Records for the exercise below:

//! LLM client abstraction and request/response types.
//!
//! This module defines the core abstractions for interacting with LLM providers.

use arag_core::AppResult;
use serde::{Deserialize, Serialize};

use crate::types::ResponseFormat;

/// LLM completion request.
#[derive(Debug, Clone, Serialize, Deserialize)]
pub struct LlmRequest {
    /// The prompt text to send to the LLM
    pub prompt: String,

    /// Model identifier (e.g., "mistral", "deepseek-r1:7b")
    pub model: String,

    /// Maximum tokens to generate
    #[serde(skip_serializing_if = "Option::is_none")]
    pub max_tokens: Option<u32>,

    /// Temperature for sampling (0.0 - 2.0)
    #[serde(skip_serializing_if = "Option::is_none")]
    pub temperature: Option<f32>,

    /// System prompt (optional)
    #[serde(skip_serializing_if = "Option::is_none")]
    pub system: Option<String>,

    /// Requested response encoding
    #[serde(default)]
    pub format: ResponseFormat,
}

impl LlmRequest {
    /// Create a new LLM request with required fields.
    pub fn new(prompt: impl Into<String>, model: impl Into<String>) -> Self {
        Self {
            prompt: prompt.into(),
            model: model.into(),
            max_tokens: None,
            temperature: None,
            system: None,
            format: ResponseFormat::Text,
        }
    }

    /// Ask the provider to constrain output to a JSON object.
    pub fn with_json(mut self) -> Self {
        self.format = ResponseFormat::Json;
        self
    }

    /// Set the response format.
    pub fn with_format(mut self, format: ResponseFormat) -> Self {
        self.format = format;
        self
    }

    /// Set the maximum tokens to generate.
    pub fn with_max_tokens(mut self, max_tokens: u32) -> Self {
        self.max_tokens = Some(max_tokens);
        self
    }

    /// Set the temperature for sampling.
    pub fn with_temperature(mut self, temperature: f32) -> Self {
        self.temperature = Some(temperature);
        self
    }

    /// Set the system prompt.
    pub fn with_system(mut self, system: impl Into<String>) -> Self {
        self.system = Some(system.into());
        self
    }
}

/// LLM completion response.
#[derive(Debug, Clone, Serialize, Deserialize)]
pub struct LlmResponse {
    /// The generated text
    pub content: String,

    /// Model that generated the response
    pub model: String,

    /// Usage statistics
    pub usage: LlmUsage,
}

impl LlmResponse {
    /// Build a response with empty usage statistics.
    pub fn text(content: impl Into<String>, model: impl Into<String>) -> Self {
        Self {
            content: content.into(),
            model: model.into(),
            usage: LlmUsage::default(),
        }
    }
}

/// Token usage statistics.
#[derive(Debug, Clone, Serialize, Deserialize, Default)]
pub struct LlmUsage {
    /// Tokens in the prompt
    #[serde(default)]
    pub prompt_tokens: u32,

    /// Tokens in the completion
    #[serde(default)]
    pub completion_tokens: u32,

    /// Total tokens used
    #[serde(default)]
    pub total_tokens: u32,
}

impl LlmUsage {
    /// Create usage stats from prompt and completion token counts.
    pub fn new(prompt_tokens: u32, completion_tokens: u32) -> Self {
        Self {
            prompt_tokens,
            completion_tokens,
            total_tokens: prompt_tokens + completion_tokens,
        }
    }
}

/// Trait for LLM providers.
///
/// Every node of the workflow talks to the model through this trait, so
/// tests substitute scripted implementations without touching the network.
#[async_trait::async_trait]
pub trait LlmClient: Send + Sync {
    /// Get the provider name (e.g., "ollama").
    fn provider_name(&self) -> &str;

    /// Perform a non-streaming completion.
    async fn complete(&self, request: &LlmRequest) -> AppResult<LlmResponse>;
}

#[cfg(test)]
mod tests {
    use super::*;

    #[test]
    fn test_request_builder() {
        let request = LlmRequest::new("Is the sky blue?", "mistral")
            .with_json()
            .with_temperature(0.0)
            .with_system("Answer in JSON");

        assert_eq!(request.format, ResponseFormat::Json);
        assert_eq!(request.temperature, Some(0.0));
        assert_eq!(request.system.as_deref(), Some("Answer in JSON"));
        assert!(request.max_tokens.is_none());
    }

    #[test]
    fn test_usage_total() {
        let usage = LlmUsage::new(12, 30);
        assert_eq!(usage.total_tokens, 42);
    }
}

End of Records for the exercise.

=== What you will do ===
Search the entries for "Deserialize" and show every line that has it.

=== Exercise solution ===
use serde::{Deserialize, Serialize};
#[derive(Debug, Clone, Serialize, Deserialize)]
#[derive(Debug, Clone, Serialize, Deserialize)]
#[derive(Debug, Clone, Serialize, Deserialize, Default)]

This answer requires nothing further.